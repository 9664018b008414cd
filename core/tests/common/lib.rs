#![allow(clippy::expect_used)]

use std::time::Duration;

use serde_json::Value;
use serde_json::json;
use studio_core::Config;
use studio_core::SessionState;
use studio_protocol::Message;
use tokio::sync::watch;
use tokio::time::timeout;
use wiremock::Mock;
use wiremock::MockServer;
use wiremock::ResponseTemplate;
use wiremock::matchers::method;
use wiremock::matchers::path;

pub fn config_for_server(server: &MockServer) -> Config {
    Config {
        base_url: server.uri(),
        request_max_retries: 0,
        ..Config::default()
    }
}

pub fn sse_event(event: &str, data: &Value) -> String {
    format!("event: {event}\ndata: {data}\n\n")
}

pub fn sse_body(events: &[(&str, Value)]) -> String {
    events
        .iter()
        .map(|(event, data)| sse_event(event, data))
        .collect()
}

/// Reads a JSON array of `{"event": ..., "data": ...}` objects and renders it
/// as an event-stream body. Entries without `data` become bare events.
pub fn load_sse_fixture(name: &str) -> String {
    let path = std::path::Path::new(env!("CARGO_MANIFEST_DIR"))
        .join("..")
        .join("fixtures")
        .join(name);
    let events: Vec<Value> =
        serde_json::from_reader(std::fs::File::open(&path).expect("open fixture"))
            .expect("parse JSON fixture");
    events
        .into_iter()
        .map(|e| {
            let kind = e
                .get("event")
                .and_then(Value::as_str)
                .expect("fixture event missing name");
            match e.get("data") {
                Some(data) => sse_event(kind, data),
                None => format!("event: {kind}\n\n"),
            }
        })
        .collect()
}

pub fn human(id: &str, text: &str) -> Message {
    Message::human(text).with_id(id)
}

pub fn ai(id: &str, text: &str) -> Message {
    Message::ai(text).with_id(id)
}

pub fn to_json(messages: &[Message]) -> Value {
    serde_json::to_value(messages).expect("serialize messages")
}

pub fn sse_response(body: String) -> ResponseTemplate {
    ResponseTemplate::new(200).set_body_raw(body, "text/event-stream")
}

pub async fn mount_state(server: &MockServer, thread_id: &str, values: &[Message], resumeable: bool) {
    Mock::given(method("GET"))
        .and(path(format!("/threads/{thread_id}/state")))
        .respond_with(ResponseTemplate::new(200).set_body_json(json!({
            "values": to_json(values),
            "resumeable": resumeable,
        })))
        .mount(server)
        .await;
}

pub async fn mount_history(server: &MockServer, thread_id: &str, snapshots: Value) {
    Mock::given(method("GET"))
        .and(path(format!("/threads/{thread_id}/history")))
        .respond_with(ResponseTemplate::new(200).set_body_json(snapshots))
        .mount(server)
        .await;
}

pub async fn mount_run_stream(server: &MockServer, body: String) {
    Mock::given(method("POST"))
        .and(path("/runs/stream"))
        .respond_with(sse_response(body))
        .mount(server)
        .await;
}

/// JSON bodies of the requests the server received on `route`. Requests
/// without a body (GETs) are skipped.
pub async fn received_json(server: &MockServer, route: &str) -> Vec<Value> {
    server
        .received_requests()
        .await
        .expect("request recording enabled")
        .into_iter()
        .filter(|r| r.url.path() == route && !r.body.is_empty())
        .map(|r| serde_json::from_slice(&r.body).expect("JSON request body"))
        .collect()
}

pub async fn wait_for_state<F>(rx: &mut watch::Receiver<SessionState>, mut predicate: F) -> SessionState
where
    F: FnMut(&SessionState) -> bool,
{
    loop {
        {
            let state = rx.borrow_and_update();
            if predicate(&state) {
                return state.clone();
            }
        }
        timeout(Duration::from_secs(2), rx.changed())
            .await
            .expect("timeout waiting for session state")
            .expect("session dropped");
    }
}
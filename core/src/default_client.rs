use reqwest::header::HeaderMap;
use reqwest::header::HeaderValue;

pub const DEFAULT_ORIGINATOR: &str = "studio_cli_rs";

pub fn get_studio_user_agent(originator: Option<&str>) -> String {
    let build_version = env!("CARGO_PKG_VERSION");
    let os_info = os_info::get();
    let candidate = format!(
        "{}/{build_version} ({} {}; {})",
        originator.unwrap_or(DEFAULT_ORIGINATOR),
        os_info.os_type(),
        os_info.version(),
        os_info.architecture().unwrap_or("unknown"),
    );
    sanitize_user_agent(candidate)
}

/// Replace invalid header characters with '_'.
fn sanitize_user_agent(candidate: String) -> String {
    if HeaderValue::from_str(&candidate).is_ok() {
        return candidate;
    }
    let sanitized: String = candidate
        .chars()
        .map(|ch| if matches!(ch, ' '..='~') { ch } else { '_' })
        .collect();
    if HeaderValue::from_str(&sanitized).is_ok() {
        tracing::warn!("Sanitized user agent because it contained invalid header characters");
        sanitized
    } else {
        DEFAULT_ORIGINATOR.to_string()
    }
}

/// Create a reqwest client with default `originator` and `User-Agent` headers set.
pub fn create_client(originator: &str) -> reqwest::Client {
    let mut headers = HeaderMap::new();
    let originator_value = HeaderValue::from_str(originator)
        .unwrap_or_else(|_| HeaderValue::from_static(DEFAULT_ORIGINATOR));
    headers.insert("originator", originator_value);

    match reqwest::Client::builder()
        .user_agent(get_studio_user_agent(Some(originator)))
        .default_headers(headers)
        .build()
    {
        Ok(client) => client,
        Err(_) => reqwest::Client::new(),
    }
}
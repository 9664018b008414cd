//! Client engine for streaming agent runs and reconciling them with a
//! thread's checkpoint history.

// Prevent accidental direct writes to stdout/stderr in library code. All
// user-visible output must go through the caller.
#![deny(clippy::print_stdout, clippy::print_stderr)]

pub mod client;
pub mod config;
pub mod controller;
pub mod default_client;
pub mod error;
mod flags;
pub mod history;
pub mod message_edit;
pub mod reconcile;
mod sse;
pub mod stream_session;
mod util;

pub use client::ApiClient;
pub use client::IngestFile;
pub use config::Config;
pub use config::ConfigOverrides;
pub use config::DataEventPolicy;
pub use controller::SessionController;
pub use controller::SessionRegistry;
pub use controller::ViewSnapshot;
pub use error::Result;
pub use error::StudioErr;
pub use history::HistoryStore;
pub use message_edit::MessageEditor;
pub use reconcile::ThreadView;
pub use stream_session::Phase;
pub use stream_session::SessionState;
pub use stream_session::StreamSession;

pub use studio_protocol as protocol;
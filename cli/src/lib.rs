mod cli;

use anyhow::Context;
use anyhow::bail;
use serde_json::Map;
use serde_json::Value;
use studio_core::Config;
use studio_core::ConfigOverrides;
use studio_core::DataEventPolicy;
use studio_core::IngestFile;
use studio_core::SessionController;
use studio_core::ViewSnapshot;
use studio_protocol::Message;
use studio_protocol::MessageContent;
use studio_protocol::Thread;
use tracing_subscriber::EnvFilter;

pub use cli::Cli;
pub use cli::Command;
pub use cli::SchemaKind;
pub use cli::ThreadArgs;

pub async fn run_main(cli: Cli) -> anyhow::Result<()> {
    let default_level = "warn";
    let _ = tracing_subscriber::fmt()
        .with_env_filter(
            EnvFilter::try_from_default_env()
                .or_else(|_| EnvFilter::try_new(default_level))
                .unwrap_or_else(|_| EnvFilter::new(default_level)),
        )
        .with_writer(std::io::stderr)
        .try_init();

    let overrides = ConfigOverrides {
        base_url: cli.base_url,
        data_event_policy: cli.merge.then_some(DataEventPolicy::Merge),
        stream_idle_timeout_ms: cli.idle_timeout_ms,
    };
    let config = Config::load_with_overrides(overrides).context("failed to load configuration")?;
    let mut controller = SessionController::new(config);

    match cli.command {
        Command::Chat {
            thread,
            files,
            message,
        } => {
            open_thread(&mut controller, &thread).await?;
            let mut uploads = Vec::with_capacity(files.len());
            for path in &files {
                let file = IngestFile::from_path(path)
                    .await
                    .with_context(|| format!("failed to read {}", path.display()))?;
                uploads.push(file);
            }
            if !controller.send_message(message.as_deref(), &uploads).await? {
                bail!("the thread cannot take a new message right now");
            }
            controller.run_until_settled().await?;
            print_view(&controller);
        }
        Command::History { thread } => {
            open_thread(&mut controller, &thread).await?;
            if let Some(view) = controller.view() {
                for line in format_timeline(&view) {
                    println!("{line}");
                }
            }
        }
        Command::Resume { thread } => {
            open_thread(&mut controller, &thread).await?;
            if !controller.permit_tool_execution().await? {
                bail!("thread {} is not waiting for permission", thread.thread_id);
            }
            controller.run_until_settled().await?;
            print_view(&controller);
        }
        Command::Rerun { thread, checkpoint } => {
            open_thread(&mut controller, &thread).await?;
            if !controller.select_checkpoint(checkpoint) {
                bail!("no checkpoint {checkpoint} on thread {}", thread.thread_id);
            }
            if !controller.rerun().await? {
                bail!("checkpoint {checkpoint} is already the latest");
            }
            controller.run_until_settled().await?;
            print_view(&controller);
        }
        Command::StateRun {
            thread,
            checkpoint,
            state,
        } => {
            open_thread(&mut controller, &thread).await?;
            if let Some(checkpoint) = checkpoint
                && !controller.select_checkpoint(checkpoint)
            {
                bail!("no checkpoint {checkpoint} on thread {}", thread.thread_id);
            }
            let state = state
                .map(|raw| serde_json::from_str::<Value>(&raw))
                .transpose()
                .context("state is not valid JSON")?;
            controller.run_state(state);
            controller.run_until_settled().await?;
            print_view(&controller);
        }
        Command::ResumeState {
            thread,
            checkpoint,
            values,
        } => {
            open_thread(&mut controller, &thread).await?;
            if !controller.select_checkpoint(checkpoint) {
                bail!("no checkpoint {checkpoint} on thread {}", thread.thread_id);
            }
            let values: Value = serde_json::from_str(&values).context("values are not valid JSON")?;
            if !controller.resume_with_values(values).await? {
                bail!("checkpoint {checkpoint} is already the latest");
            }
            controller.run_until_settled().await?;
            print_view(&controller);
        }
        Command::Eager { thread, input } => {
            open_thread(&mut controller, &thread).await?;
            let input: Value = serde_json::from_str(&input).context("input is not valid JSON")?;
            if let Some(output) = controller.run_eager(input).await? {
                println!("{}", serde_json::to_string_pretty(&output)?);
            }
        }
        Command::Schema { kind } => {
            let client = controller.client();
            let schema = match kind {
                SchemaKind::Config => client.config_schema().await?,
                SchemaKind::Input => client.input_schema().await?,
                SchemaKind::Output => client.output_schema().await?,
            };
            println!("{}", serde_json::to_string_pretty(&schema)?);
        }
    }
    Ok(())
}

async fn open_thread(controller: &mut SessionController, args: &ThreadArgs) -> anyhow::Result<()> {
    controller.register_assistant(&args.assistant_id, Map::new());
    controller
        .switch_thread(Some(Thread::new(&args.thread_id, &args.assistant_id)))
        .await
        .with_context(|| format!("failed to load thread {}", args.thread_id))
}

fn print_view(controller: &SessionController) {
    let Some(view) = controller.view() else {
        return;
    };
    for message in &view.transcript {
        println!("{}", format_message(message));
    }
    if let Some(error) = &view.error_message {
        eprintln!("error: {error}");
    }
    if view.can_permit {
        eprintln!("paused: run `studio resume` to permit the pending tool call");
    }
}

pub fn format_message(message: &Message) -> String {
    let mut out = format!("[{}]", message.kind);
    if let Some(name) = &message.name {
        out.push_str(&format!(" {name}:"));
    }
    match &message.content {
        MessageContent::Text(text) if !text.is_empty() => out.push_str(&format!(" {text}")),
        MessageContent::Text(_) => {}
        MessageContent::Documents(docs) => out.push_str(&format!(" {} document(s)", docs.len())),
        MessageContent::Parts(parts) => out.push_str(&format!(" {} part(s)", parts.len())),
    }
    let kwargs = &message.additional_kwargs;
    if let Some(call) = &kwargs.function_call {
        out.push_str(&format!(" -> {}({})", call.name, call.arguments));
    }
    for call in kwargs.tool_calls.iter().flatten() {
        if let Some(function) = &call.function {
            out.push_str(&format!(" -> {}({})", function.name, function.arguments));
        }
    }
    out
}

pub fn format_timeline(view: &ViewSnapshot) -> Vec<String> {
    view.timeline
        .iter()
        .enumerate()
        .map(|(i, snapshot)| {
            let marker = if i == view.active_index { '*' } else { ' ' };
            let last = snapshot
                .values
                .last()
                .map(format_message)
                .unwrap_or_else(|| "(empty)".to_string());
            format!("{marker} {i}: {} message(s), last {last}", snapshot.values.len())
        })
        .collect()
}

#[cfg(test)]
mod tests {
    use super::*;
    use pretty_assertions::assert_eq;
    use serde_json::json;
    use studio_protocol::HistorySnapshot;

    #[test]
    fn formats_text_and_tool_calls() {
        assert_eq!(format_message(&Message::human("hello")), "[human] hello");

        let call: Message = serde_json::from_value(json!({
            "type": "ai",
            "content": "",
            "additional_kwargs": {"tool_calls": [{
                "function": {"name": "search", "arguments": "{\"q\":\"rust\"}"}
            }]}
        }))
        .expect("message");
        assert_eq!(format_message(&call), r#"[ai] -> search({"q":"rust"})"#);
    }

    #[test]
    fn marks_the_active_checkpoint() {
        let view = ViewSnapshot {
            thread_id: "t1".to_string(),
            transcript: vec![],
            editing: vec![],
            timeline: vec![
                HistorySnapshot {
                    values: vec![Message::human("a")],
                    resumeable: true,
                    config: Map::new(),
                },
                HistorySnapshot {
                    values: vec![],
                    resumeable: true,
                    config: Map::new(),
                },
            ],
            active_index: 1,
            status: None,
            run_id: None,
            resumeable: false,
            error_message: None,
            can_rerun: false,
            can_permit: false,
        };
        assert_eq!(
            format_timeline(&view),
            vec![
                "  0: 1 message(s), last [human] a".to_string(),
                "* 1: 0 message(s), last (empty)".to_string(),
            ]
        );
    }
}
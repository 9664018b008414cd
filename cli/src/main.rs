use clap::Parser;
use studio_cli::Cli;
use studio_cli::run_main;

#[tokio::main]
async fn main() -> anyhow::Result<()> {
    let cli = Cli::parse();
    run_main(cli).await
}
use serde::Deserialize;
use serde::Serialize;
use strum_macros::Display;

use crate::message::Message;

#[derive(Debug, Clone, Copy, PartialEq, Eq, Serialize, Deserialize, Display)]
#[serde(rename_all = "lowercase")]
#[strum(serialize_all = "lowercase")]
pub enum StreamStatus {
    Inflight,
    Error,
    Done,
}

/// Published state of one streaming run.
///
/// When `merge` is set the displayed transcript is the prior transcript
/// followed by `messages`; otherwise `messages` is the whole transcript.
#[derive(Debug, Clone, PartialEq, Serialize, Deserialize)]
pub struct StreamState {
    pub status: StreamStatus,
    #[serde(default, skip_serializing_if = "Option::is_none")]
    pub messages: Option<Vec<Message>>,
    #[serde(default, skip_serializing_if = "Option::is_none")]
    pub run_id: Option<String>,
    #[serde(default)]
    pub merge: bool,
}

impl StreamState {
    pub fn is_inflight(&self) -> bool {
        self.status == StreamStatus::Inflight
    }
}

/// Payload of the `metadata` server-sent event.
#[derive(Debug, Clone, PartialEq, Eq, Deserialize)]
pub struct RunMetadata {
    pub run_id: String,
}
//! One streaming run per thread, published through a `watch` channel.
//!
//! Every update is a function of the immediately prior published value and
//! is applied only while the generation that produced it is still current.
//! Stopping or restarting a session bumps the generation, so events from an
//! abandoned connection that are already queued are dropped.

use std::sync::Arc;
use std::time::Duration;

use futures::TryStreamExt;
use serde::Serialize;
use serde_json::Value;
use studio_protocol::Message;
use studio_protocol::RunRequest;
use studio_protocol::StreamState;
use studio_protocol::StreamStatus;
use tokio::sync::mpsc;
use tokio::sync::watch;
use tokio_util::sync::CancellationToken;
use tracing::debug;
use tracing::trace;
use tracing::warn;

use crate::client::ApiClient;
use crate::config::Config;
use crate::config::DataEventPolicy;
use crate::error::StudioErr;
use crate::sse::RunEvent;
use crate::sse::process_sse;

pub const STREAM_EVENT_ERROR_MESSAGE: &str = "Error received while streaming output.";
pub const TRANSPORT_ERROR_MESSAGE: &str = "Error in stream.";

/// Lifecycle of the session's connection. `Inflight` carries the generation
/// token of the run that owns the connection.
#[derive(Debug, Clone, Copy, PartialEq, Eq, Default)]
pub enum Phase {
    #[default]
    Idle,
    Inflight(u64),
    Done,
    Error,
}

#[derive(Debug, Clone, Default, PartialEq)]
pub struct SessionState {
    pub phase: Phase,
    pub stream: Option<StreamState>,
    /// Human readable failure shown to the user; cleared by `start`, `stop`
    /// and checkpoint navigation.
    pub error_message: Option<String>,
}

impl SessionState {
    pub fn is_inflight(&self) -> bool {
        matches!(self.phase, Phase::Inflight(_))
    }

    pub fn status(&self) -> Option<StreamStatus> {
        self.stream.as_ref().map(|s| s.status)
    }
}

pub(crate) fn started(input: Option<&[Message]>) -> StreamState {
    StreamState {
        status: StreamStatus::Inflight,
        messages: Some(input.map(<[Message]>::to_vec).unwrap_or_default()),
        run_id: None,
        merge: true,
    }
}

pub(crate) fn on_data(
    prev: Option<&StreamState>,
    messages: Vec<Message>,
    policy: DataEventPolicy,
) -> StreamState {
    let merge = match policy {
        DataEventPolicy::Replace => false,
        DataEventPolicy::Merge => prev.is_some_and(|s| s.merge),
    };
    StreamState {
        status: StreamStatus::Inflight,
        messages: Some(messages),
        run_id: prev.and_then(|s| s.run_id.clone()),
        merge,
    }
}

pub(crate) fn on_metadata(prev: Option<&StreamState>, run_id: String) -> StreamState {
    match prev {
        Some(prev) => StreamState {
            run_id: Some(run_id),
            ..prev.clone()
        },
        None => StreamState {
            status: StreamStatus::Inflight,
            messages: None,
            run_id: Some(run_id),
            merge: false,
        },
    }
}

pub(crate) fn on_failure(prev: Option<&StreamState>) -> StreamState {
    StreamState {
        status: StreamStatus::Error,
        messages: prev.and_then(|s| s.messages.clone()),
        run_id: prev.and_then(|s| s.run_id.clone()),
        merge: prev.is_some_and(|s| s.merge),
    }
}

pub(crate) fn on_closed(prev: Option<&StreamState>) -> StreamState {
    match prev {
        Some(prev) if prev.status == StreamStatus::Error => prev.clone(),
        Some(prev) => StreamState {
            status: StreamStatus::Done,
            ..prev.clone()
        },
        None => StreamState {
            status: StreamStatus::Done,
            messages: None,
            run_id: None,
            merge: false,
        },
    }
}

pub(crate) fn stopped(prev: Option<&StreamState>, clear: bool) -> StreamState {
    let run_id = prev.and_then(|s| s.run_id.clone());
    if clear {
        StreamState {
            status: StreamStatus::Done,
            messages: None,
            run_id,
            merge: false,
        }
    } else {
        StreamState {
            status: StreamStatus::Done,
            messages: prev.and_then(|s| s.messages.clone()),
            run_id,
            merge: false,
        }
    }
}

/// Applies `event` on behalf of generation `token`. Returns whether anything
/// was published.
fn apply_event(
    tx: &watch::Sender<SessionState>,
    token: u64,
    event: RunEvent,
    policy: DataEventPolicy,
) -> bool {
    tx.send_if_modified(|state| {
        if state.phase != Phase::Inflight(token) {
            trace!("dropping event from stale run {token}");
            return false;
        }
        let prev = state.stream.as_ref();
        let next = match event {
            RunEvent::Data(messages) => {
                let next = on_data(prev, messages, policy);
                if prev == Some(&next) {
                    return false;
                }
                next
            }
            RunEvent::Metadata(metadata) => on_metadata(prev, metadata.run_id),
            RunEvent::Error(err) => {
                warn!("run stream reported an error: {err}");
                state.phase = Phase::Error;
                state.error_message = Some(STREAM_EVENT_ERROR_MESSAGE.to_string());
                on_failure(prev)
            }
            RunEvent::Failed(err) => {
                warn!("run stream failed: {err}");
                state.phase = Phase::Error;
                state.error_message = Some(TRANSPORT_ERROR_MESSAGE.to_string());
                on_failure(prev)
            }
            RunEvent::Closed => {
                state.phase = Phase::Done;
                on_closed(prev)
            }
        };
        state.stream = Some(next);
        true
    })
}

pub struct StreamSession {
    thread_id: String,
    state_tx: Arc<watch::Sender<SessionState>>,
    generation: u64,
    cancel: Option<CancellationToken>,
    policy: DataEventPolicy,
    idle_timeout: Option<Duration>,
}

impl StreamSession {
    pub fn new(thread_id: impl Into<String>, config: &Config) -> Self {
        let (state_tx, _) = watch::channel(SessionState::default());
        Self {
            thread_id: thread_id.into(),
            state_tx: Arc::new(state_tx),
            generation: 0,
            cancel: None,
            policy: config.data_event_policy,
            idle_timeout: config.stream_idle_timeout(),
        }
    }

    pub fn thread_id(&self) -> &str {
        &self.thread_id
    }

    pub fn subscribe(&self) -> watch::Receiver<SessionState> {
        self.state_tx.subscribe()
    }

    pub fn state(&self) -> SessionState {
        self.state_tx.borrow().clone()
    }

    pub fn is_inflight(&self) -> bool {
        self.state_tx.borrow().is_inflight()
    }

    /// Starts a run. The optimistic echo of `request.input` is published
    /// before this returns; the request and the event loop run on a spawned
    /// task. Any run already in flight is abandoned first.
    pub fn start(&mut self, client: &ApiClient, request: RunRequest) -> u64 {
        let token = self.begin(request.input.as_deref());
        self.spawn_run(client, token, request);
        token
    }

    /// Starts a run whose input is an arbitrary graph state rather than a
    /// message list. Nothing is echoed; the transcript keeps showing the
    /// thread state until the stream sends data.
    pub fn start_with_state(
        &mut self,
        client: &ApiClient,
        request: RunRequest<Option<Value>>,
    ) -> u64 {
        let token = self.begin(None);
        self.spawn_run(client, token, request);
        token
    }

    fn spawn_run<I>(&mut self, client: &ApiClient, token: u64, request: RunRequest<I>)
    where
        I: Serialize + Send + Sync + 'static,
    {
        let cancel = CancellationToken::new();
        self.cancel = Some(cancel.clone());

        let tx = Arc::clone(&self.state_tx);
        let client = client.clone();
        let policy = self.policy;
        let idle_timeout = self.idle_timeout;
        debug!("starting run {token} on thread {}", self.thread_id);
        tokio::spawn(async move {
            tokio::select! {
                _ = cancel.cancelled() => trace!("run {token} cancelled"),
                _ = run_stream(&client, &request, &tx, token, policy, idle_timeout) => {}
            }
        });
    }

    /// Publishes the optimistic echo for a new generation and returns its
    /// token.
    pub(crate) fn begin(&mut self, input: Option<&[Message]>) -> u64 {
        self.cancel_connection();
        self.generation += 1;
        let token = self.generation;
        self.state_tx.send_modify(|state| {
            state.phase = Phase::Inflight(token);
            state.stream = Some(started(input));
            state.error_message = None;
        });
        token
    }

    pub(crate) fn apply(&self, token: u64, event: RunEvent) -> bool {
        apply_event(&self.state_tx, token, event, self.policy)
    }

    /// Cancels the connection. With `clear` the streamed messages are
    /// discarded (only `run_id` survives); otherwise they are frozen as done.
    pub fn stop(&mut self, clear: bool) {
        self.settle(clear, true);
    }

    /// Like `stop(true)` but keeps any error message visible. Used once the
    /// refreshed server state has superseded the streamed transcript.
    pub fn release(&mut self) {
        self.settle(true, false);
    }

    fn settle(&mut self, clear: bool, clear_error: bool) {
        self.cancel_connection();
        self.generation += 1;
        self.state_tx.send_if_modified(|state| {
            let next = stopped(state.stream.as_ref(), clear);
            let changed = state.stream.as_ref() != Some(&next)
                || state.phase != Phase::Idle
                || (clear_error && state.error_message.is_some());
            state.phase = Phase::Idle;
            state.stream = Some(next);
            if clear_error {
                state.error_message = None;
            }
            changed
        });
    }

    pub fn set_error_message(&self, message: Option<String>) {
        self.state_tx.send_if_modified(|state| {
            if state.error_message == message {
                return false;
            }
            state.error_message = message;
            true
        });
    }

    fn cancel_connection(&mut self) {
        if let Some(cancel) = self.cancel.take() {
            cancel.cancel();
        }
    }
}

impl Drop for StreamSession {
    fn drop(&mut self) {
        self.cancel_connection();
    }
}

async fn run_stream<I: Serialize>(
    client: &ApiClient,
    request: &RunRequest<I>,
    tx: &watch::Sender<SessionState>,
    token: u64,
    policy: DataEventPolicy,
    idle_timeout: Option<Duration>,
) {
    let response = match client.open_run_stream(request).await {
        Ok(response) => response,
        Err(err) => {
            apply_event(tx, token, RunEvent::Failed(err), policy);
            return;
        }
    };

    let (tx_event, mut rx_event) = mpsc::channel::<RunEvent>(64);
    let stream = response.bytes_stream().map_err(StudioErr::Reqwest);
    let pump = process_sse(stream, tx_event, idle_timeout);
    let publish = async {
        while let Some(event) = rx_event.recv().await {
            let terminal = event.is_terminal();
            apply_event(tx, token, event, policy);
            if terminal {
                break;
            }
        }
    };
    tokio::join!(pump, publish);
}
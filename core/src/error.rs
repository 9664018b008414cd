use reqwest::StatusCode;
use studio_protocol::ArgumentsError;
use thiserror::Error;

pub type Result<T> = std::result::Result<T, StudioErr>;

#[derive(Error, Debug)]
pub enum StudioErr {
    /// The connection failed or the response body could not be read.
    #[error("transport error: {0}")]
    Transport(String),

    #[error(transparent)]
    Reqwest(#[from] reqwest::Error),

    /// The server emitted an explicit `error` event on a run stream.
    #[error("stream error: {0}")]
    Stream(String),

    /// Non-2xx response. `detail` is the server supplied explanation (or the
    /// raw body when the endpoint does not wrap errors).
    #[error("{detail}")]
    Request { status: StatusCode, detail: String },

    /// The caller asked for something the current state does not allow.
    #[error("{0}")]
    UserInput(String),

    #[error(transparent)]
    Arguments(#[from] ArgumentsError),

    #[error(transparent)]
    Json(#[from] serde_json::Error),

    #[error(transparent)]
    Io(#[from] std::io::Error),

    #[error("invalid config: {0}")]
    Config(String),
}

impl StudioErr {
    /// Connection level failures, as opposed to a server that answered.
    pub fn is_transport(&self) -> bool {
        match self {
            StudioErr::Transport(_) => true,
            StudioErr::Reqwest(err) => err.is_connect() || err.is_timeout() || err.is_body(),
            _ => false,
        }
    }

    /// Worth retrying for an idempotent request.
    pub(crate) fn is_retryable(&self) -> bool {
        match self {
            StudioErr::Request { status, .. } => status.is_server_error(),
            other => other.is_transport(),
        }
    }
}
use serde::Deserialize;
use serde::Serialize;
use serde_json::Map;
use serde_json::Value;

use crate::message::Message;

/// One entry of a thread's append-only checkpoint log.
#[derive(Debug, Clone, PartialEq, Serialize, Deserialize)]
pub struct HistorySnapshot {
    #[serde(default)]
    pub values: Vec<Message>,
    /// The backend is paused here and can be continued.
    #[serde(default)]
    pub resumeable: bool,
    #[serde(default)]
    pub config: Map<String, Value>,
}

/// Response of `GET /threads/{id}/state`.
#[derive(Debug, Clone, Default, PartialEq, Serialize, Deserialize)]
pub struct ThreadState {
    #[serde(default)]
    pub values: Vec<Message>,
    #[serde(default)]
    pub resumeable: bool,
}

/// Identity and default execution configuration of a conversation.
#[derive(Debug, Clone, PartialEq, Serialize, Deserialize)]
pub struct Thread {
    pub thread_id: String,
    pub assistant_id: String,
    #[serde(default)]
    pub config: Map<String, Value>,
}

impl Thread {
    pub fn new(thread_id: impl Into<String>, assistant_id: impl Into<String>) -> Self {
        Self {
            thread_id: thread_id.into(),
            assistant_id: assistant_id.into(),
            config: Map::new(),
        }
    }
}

########################################

▶ HOW TO COMPLETE THIS TASK
Number of lines above with the word "DataEventPolicy": state it alone.

▶ SOLUTION FOR THIS PROBLEM
10